▶ _Instructions for the task_
Take each line from the entries that holds "PgPool" and copy it out.

▶ _Exercise data_
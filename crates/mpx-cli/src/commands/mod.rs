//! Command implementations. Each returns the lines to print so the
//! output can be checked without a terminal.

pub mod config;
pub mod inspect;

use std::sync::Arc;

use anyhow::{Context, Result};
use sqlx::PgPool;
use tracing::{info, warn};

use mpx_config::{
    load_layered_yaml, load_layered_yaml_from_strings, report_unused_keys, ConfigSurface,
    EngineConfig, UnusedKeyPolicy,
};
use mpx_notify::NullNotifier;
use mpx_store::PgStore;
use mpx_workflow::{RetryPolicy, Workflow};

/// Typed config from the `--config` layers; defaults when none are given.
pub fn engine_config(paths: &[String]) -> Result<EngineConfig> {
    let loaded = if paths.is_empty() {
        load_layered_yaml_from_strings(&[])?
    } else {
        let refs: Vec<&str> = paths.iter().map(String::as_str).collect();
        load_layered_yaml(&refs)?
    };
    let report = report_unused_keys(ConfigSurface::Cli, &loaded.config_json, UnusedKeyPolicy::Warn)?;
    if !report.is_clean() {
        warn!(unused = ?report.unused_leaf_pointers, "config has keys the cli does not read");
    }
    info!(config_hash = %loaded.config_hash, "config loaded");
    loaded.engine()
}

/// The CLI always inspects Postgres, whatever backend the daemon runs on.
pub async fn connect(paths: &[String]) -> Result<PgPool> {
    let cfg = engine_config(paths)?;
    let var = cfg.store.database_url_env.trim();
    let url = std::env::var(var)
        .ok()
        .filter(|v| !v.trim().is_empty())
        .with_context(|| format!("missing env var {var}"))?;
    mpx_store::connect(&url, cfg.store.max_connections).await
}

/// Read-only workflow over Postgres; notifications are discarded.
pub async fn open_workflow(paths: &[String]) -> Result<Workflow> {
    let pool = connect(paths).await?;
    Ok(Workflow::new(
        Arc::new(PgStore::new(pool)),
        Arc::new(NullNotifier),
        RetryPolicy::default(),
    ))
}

▶ _Written response_
use sqlx::PgPool;
pub async fn connect(paths: &[String]) -> Result<PgPool> {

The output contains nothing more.